94. Still worse, on 9 May 1999, the Philippines sent BRP Sierra Madre (LT-57), a military vessel, to intrude into China’s Ren’ai Jiao and illegally ran it aground on the pretext of “technical difficulties”. China immediately made solemn representations to the Philippines, demanding the immediate removal of that vessel. But the Philippines claimed that the vessel could not be towed away for “lack of parts”.
95. Over this matter, China has repeatedly made representations to the Philippines and renewed the same demand. For instance, in November 1999, the Chinese Ambassador to the Philippines met with Secretary of Foreign Affairs Domingo Siazon and Chief of the Presidential Management Staff Leonora de Jesus to make another round of representations. Many times the Philippines promised to tow away the vessel, but it has taken no action.

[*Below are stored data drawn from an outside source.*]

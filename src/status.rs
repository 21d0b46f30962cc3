//! Application self-check.
//!
//! The status handler counts the errors hit by every monitor and the keys
//! they flagged. When its trigger fires it reports both numbers and starts
//! over. It also announces application start and shutdown.

use std::collections::HashSet;
use std::sync::Arc;

use async_trait::async_trait;
use chrono::{Local, NaiveDateTime};
use parking_lot::Mutex;
use tokio_util::sync::CancellationToken;

use keywatch_types::{OutputMessage, Severity};

use crate::fanout::NotificationFanout;
use crate::poller::CycleExecutor;
use crate::MonitorError;

const STATUS_HANDLER_NAME: &str = "statusHandler";

/// Clock returning local wall-clock time.
pub type LocalTimeFn = Arc<dyn Fn() -> NaiveDateTime + Send + Sync>;

/// Local wall clock.
pub fn local_now() -> NaiveDateTime {
    Local::now().naive_local()
}

/// Sink for the outcome of monitoring cycles.
#[async_trait]
pub trait StatusReporter: CycleExecutor {
    /// Count a failed cycle.
    fn error_encountered(&self, err: &MonitorError);

    /// Remember the keys the messages are about.
    fn collect_keys_problems(&self, messages: &[OutputMessage]);

    async fn notify_app_start(&self);

    async fn send_close_message(&self);
}

#[derive(Debug, Default)]
struct AggregatedStatus {
    error_count: u32,
    flagged_keys: HashSet<String>,
}

/// Aggregates cycle outcomes and reports them through the fanout.
pub struct StatusHandler {
    name: String,
    fanout: Arc<NotificationFanout>,
    now: LocalTimeFn,
    status: Mutex<AggregatedStatus>,
}

impl StatusHandler {
    pub fn new(name: impl Into<String>, fanout: Arc<NotificationFanout>) -> Self {
        Self::with_clock(name, fanout, Arc::new(local_now))
    }

    pub fn with_clock(
        name: impl Into<String>,
        fanout: Arc<NotificationFanout>,
        now: LocalTimeFn,
    ) -> Self {
        Self {
            name: name.into(),
            fanout,
            now,
            status: Mutex::new(AggregatedStatus::default()),
        }
    }

    fn errors_message(&self, error_count: u32) -> OutputMessage {
        if error_count == 0 {
            return OutputMessage::builder(Severity::Info)
                .source_name(&self.name)
                .category("No application errors occurred")
                .build();
        }

        OutputMessage::builder(Severity::Warning)
            .source_name(&self.name)
            .short_identity_key(format!(
                "{error_count} application error(s) occurred, please check the app logs"
            ))
            .build()
    }

    fn keys_message(&self, num_flagged_keys: usize) -> OutputMessage {
        if num_flagged_keys == 0 {
            return OutputMessage::builder(Severity::Info)
                .source_name(&self.name)
                .category("All monitored keys are performing as expected")
                .build();
        }

        OutputMessage::builder(Severity::Warning)
            .source_name(&self.name)
            .short_identity_key(format!(
                "{num_flagged_keys} monitored key(s) encountered problems"
            ))
            .build()
    }

    async fn notify(&self, messages: &[OutputMessage]) {
        if let Err(err) = self
            .fanout
            .notify_with_retry(STATUS_HANDLER_NAME, messages)
            .await
        {
            tracing::warn!(error = %err, "status message delivery failed");
        }
    }
}

#[async_trait]
impl CycleExecutor for StatusHandler {
    /// Report and reset the counters. Delivery problems are logged, never
    /// returned.
    async fn execute(&self, _cancel: &CancellationToken) -> Result<(), MonitorError> {
        let drained = std::mem::take(&mut *self.status.lock());

        let messages = [
            self.errors_message(drained.error_count),
            self.keys_message(drained.flagged_keys.len()),
        ];
        self.notify(&messages).await;

        Ok(())
    }
}

#[async_trait]
impl StatusReporter for StatusHandler {
    fn error_encountered(&self, err: &MonitorError) {
        tracing::error!(error = %err, "error encountered");
        let mut status = self.status.lock();
        status.error_count = status.error_count.saturating_add(1);
    }

    fn collect_keys_problems(&self, messages: &[OutputMessage]) {
        let mut status = self.status.lock();
        for message in messages {
            status.flagged_keys.insert(message.identity_key.clone());
        }
    }

    async fn notify_app_start(&self) {
        let started = (self.now)().format("%m-%d-%Y %H:%M:%S").to_string();
        let message = OutputMessage::builder(Severity::Info)
            .source_name(&self.name)
            .category(format!("Application started on {started}"))
            .build();
        self.notify(&[message]).await;
    }

    async fn send_close_message(&self) {
        let message = OutputMessage::builder(Severity::Warning)
            .source_name(&self.name)
            .short_identity_key("Application closing")
            .build();
        self.notify(&[message]).await;
    }
}

/// Status reporter used when the self-check is turned off.
#[derive(Debug, Clone, Copy, Default)]
pub struct DisabledStatusHandler;

#[async_trait]
impl CycleExecutor for DisabledStatusHandler {
    async fn execute(&self, _cancel: &CancellationToken) -> Result<(), MonitorError> {
        Ok(())
    }
}

#[async_trait]
impl StatusReporter for DisabledStatusHandler {
    fn error_encountered(&self, _err: &MonitorError) {}

    fn collect_keys_problems(&self, _messages: &[OutputMessage]) {}

    async fn notify_app_start(&self) {}

    async fn send_close_message(&self) {}
}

96. In September 2003, upon the news that the Philippines was preparing to build facilities around that military vessel illegally run aground at Ren’ai Jiao, China lodged immediate representations. The Philippine Acting Secretary of Foreign Affairs Franklin Ebdalin responded that the Philippines had no intention to construct facilities on Ren’ai Jiao and that, as a signatory to the DOC, the Philippines had no desire to and would not be the first to violate the Declaration.
97. But the Philippines did not fulfill its undertaking to tow away that vessel. Instead, it made even worse provocations. In February 2013, cables were lined up around that grounded vessel and people on board bustled around, making preparations for the construction of permanent facilities. In response to China’s repeated representations, the Philippine Secretary of National Defense Voltaire Gazmin claimed that the Philippines was simply resupplying and repairing the vessel, and promised that no facilities would be built on Ren’ai Jiao.
98. On 14 March 2014, the Philippine Department of Foreign Affairs issued a statement openly declaring that the vessel it ran aground at Ren’ai Jiao was placed there as a permanent Philippine government installation. This was an apparent attempt to provide an excuse for its continued refusal to fulfill its undertaking to tow away that vessel in order to illegally seize Ren’ai Jiao. China immediately responded that it was shocked by this statement and reiterated that it would never allow the Philippines to seize Ren’ai Jiao by any means.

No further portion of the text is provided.